• What is required: For the word "start", report how many lines of the records below contain it, and nothing more.

• Source data:
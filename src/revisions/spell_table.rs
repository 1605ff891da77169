//! spell_table
//!
//! Revision ID: d4d2b2fce5f8
//! Revises: 3fb13bacd9e0
//! Create Date: 2023-07-25 16:37:15.732591

use chrono::NaiveDate;

use crate::core::{Column, DataType, IndexDef, TableDef};
use crate::revision::Revision;
use crate::schema::{SchemaOp, index_name};

pub const REVISION: &str = "d4d2b2fce5f8";
pub const DOWN_REVISION: &str = "3fb13bacd9e0";

pub const TABLE: &str = "spell";

pub fn spell_table() -> TableDef {
    TableDef::new(TABLE)
        .column(Column::new("name", DataType::String(255)).not_null())
        .column(Column::new("level", DataType::Integer).not_null())
        .column(Column::new("school", DataType::String(1)).not_null())
        .column(Column::new("json_data", DataType::Json).not_null())
        .column(Column::new("id", DataType::Integer).not_null())
        .column(Column::new("created_at", DataType::DateTime).not_null())
        .column(Column::new("updated_at", DataType::DateTime).not_null())
        .primary_key(["id"])
}

pub fn revision() -> Revision {
    let created_at = NaiveDate::from_ymd_opt(2023, 7, 25)
        .and_then(|d| d.and_hms_micro_opt(16, 37, 15, 732_591));

    let revision = Revision::new(REVISION, Some(DOWN_REVISION))
        .message("spell_table")
        .upgrade_op(SchemaOp::create_table(spell_table()))
        .upgrade_op(SchemaOp::create_index(IndexDef::new(
            index_name(TABLE, &["created_at"]),
            TABLE,
            ["created_at"],
        )))
        .upgrade_op(SchemaOp::create_index(
            IndexDef::new(index_name(TABLE, &["name"]), TABLE, ["name"]).unique(),
        ))
        .downgrade_op(SchemaOp::drop_index(TABLE, index_name(TABLE, &["name"])))
        .downgrade_op(SchemaOp::drop_index(TABLE, index_name(TABLE, &["created_at"])))
        .downgrade_op(SchemaOp::drop_table(TABLE));

    match created_at {
        Some(created_at) => revision.created_at(created_at),
        None => revision,
    }
}
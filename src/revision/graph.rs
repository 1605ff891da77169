// ============================================================================
// Revision Graph
// ============================================================================
//
// Built once from the parent pointers of every known revision and validated
// up front: one root, no dangling parents, no cycles, no branches. After
// that the graph is a single chain and path resolution cannot guess.
//
// ============================================================================

use std::collections::HashMap;

use super::{Direction, Revision};
use crate::core::{MigrateError, Result};

#[derive(Debug, Clone)]
pub struct RevisionGraph {
    revisions: HashMap<String, Revision>,
    /// Root first, head last.
    order: Vec<String>,
}

/// Ordered revisions to run between two points of the graph.
#[derive(Debug, Clone)]
pub struct MigrationPath<'a> {
    pub direction: Direction,
    pub from: Option<String>,
    pub to: Option<String>,
    pub steps: Vec<&'a Revision>,
}

impl<'a> MigrationPath<'a> {
    fn new(
        direction: Direction,
        from: Option<&str>,
        to: Option<&str>,
        steps: Vec<&'a Revision>,
    ) -> Self {
        Self {
            direction,
            from: from.map(str::to_string),
            to: to.map(str::to_string),
            steps,
        }
    }

    pub fn is_empty(&self) -> bool {
        self.steps.is_empty()
    }

    pub fn len(&self) -> usize {
        self.steps.len()
    }

    /// Revision the target points at once `step` has been committed.
    pub fn resulting_revision<'r>(&self, step: &'r Revision) -> Option<&'r str> {
        match self.direction {
            Direction::Upgrade => Some(step.id()),
            Direction::Downgrade => step.parent_id(),
        }
    }
}

impl RevisionGraph {
    pub fn new<I>(revisions: I) -> Result<Self>
    where
        I: IntoIterator<Item = Revision>,
    {
        let mut by_id = HashMap::<String, Revision>::new();
        for revision in revisions {
            let id = revision.id().to_string();
            if by_id.contains_key(&id) {
                return Err(MigrateError::DuplicateRevision(id));
            }
            by_id.insert(id, revision);
        }

        if by_id.is_empty() {
            return Ok(Self {
                revisions: by_id,
                order: Vec::new(),
            });
        }

        let mut children = HashMap::<String, Vec<String>>::new();
        let mut roots = Vec::new();
        for revision in by_id.values() {
            match revision.parent_id() {
                None => roots.push(revision.id().to_string()),
                Some(parent) => {
                    if !by_id.contains_key(parent) {
                        return Err(MigrateError::UnknownRevision(parent.to_string()));
                    }
                    children
                        .entry(parent.to_string())
                        .or_default()
                        .push(revision.id().to_string());
                }
            }
        }

        roots.sort();
        if roots.len() > 1 {
            return Err(MigrateError::DisjointGraph { roots });
        }
        let Some(root) = roots.pop() else {
            let mut ids: Vec<&String> = by_id.keys().collect();
            ids.sort();
            return Err(MigrateError::CycleDetected(ids[0].clone()));
        };

        let mut branches: Vec<(&String, &Vec<String>)> =
            children.iter().filter(|(_, kids)| kids.len() > 1).collect();
        branches.sort();
        if let Some((parent, kids)) = branches.first() {
            let mut kids = (*kids).clone();
            kids.sort();
            return Err(MigrateError::BranchedGraph {
                parent: parent.to_string(),
                children: kids,
            });
        }

        let mut order = vec![root];
        while let Some(next) = order
            .last()
            .and_then(|id| children.get(id))
            .and_then(|kids| kids.first())
            .cloned()
        {
            order.push(next);
        }

        if order.len() != by_id.len() {
            // The chain from the root misses a detached cycle; report the root
            // next to the lowest id of the unreachable part.
            let mut unreachable: Vec<&String> =
                by_id.keys().filter(|id| !order.contains(id)).collect();
            unreachable.sort();
            return Err(MigrateError::DisjointGraph {
                roots: vec![order[0].clone(), unreachable[0].clone()],
            });
        }

        Ok(Self {
            revisions: by_id,
            order,
        })
    }

    pub fn get(&self, id: &str) -> Result<&Revision> {
        self.revisions
            .get(id)
            .ok_or_else(|| MigrateError::UnknownRevision(id.to_string()))
    }

    pub fn contains(&self, id: &str) -> bool {
        self.revisions.contains_key(id)
    }

    pub fn root(&self) -> Option<&Revision> {
        self.order.first().and_then(|id| self.revisions.get(id))
    }

    pub fn head(&self) -> Option<&Revision> {
        self.order.last().and_then(|id| self.revisions.get(id))
    }

    /// Revisions from root to head.
    pub fn iter(&self) -> impl Iterator<Item = &Revision> {
        self.order.iter().filter_map(|id| self.revisions.get(id))
    }

    pub fn len(&self) -> usize {
        self.order.len()
    }

    pub fn is_empty(&self) -> bool {
        self.order.is_empty()
    }

    /// Index in root-to-head order; `None` means base.
    pub(crate) fn position(&self, id: Option<&str>) -> Result<Option<usize>> {
        match id {
            None => Ok(None),
            Some(id) => self
                .order
                .iter()
                .position(|candidate| candidate == id)
                .map(Some)
                .ok_or_else(|| MigrateError::UnknownRevision(id.to_string())),
        }
    }

    pub(crate) fn id_at(&self, position: usize) -> Option<&str> {
        self.order.get(position).map(String::as_str)
    }

    /// Ordered revisions taking a target from `current` to `target`, where
    /// `None` stands for base (nothing applied).
    ///
    /// Upgrades walk back from `target` until `current` and reverse the walk.
    /// Downgrades walk back from `current` until `target` and keep that order.
    pub fn path_from(&self, current: Option<&str>, target: Option<&str>) -> Result<MigrationPath<'_>> {
        for id in [current, target].into_iter().flatten() {
            self.get(id)?;
        }

        if current == target {
            return Ok(MigrationPath::new(Direction::Upgrade, current, target, Vec::new()));
        }

        if let Some(mut steps) = self.walk_back(target, current)? {
            steps.reverse();
            return Ok(MigrationPath::new(Direction::Upgrade, current, target, steps));
        }

        if let Some(steps) = self.walk_back(current, target)? {
            return Ok(MigrationPath::new(Direction::Downgrade, current, target, steps));
        }

        Err(MigrateError::DisjointGraph {
            roots: self.root().map(|r| vec![r.id().to_string()]).unwrap_or_default(),
        })
    }

    /// Revisions met walking parent pointers from `start` (inclusive) until
    /// `stop` (exclusive). `None` when `stop` is not an ancestor of `start`.
    fn walk_back(&self, start: Option<&str>, stop: Option<&str>) -> Result<Option<Vec<&Revision>>> {
        let mut steps = Vec::new();
        let mut cursor = start;
        while cursor != stop {
            let Some(id) = cursor else {
                return Ok(None);
            };
            let revision = self.get(id)?;
            steps.push(revision);
            cursor = revision.parent_id();
        }
        Ok(Some(steps))
    }
}

#[cfg(test)]
mod tests {
    use super::*;

    fn chain(ids: &[&str]) -> Vec<Revision> {
        let mut parent = None;
        let mut revisions = Vec::new();
        for id in ids {
            revisions.push(Revision::new(*id, parent));
            parent = Some(*id);
        }
        revisions
    }

    fn ids(path: &MigrationPath<'_>) -> Vec<String> {
        path.steps.iter().map(|r| r.id().to_string()).collect()
    }

    #[test]
    fn test_order_is_root_to_head() {
        let mut revisions = chain(&["r0", "r1", "r2"]);
        revisions.reverse();
        let graph = RevisionGraph::new(revisions).unwrap();
        let order: Vec<&str> = graph.iter().map(Revision::id).collect();
        assert_eq!(order, vec!["r0", "r1", "r2"]);
        assert_eq!(graph.root().unwrap().id(), "r0");
        assert_eq!(graph.head().unwrap().id(), "r2");
    }

    #[test]
    fn test_upgrade_path() {
        let graph = RevisionGraph::new(chain(&["r0", "r1", "r2", "r3"])).unwrap();
        let path = graph.path_from(Some("r1"), Some("r3")).unwrap();
        assert_eq!(path.direction, Direction::Upgrade);
        assert_eq!(ids(&path), vec!["r2", "r3"]);

        let from_base = graph.path_from(None, Some("r1")).unwrap();
        assert_eq!(ids(&from_base), vec!["r0", "r1"]);
    }

    #[test]
    fn test_downgrade_path() {
        let graph = RevisionGraph::new(chain(&["r0", "r1", "r2", "r3"])).unwrap();
        let path = graph.path_from(Some("r3"), Some("r1")).unwrap();
        assert_eq!(path.direction, Direction::Downgrade);
        assert_eq!(ids(&path), vec!["r3", "r2"]);
        assert_eq!(path.resulting_revision(path.steps[1]), Some("r1"));

        let to_base = graph.path_from(Some("r1"), None).unwrap();
        assert_eq!(ids(&to_base), vec!["r1", "r0"]);
        assert_eq!(to_base.resulting_revision(to_base.steps[1]), None);
    }

    #[test]
    fn test_same_point_is_empty() {
        let graph = RevisionGraph::new(chain(&["r0", "r1"])).unwrap();
        assert!(graph.path_from(Some("r1"), Some("r1")).unwrap().is_empty());
        assert!(graph.path_from(None, None).unwrap().is_empty());
    }

    #[test]
    fn test_unknown_ids() {
        let graph = RevisionGraph::new(chain(&["r0", "r1"])).unwrap();
        assert!(matches!(
            graph.path_from(Some("r0"), Some("nope")),
            Err(MigrateError::UnknownRevision(id)) if id == "nope"
        ));
        assert!(matches!(
            graph.path_from(Some("nope"), None),
            Err(MigrateError::UnknownRevision(_))
        ));
    }

    #[test]
    fn test_two_roots_are_disjoint() {
        let err = RevisionGraph::new(vec![Revision::new("a", None), Revision::new("b", None)])
            .unwrap_err();
        assert!(matches!(err, MigrateError::DisjointGraph { roots } if roots == vec!["a", "b"]));
    }

    #[test]
    fn test_dangling_parent() {
        let err = RevisionGraph::new(vec![
            Revision::new("d4d2b2fce5f8", Some("3fb13bacd9e0")),
        ])
        .unwrap_err();
        assert!(matches!(err, MigrateError::UnknownRevision(id) if id == "3fb13bacd9e0"));
    }

    #[test]
    fn test_branch_is_rejected() {
        let err = RevisionGraph::new(vec![
            Revision::new("r0", None),
            Revision::new("r1b", Some("r0")),
            Revision::new("r1a", Some("r0")),
        ])
        .unwrap_err();
        assert!(matches!(
            err,
            MigrateError::BranchedGraph { parent, children }
                if parent == "r0" && children == vec!["r1a", "r1b"]
        ));
    }

    #[test]
    fn test_cycles() {
        let no_root = RevisionGraph::new(vec![
            Revision::new("a", Some("b")),
            Revision::new("b", Some("a")),
        ])
        .unwrap_err();
        assert!(matches!(no_root, MigrateError::CycleDetected(_)));

        let detached = RevisionGraph::new(vec![
            Revision::new("r0", None),
            Revision::new("x", Some("y")),
            Revision::new("y", Some("x")),
        ])
        .unwrap_err();
        assert!(matches!(
            detached,
            MigrateError::DisjointGraph { roots } if roots == vec!["r0", "x"]
        ));
    }

    #[test]
    fn test_duplicate_ids() {
        let err = RevisionGraph::new(vec![Revision::new("r0", None), Revision::new("r0", None)])
            .unwrap_err();
        assert!(matches!(err, MigrateError::DuplicateRevision(id) if id == "r0"));
    }
}
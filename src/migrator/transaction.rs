use tracing::{Level, event};

use crate::core::{IndexDef, Result, Row, TableDef};
use crate::revision::Operation;
use crate::schema::SchemaOp;
use crate::storage::Catalog;

/// Scoped work area for one revision step.
///
/// Operations run against a private copy of the catalog. Nothing is visible
/// to the target until the migrator commits the copy together with the new
/// bookkeeping row; dropping the transaction discards everything.
pub struct SchemaTransaction {
    catalog: Catalog,
    echo: bool,
    statements: Vec<String>,
}

impl SchemaTransaction {
    pub(crate) fn new(catalog: Catalog, echo: bool) -> Self {
        Self {
            catalog,
            echo,
            statements: Vec::new(),
        }
    }

    /// Run one DDL primitive. On error the working catalog is unchanged.
    pub fn execute(&mut self, op: &SchemaOp) -> Result<()> {
        self.catalog = self.catalog.clone().apply(op)?;
        let sql = op.to_string();
        if self.echo {
            event!(Level::INFO, table = %op.table_name(), sql = %sql, "ddl");
        }
        self.statements.push(sql);
        Ok(())
    }

    pub fn create_table(&mut self, def: TableDef) -> Result<()> {
        self.execute(&SchemaOp::create_table(def))
    }

    pub fn drop_table(&mut self, name: &str) -> Result<()> {
        self.execute(&SchemaOp::drop_table(name))
    }

    pub fn create_index(&mut self, index: IndexDef) -> Result<()> {
        self.execute(&SchemaOp::create_index(index))
    }

    pub fn drop_index(&mut self, table: &str, name: &str) -> Result<()> {
        self.execute(&SchemaOp::drop_index(table, name))
    }

    pub fn insert(&mut self, table: &str, row: Row) -> Result<()> {
        self.catalog = self.catalog.clone().with_row(table, row)?;
        Ok(())
    }

    pub fn rows(&self, table: &str) -> Result<&[Row]> {
        Ok(self.catalog.get_table(table)?.rows())
    }

    pub fn catalog(&self) -> &Catalog {
        &self.catalog
    }

    /// DDL issued so far, as SQL text.
    pub fn statements(&self) -> &[String] {
        &self.statements
    }

    pub(crate) fn run(&mut self, operation: &Operation) -> Result<()> {
        match operation {
            Operation::Schema(op) => self.execute(op),
            Operation::Custom { label, apply } => {
                event!(Level::DEBUG, operation = %label, "custom operation");
                apply(self)
            }
        }
    }

    pub(crate) fn finish(self) -> (Catalog, Vec<String>) {
        (self.catalog, self.statements)
    }
}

• Exercise output: 4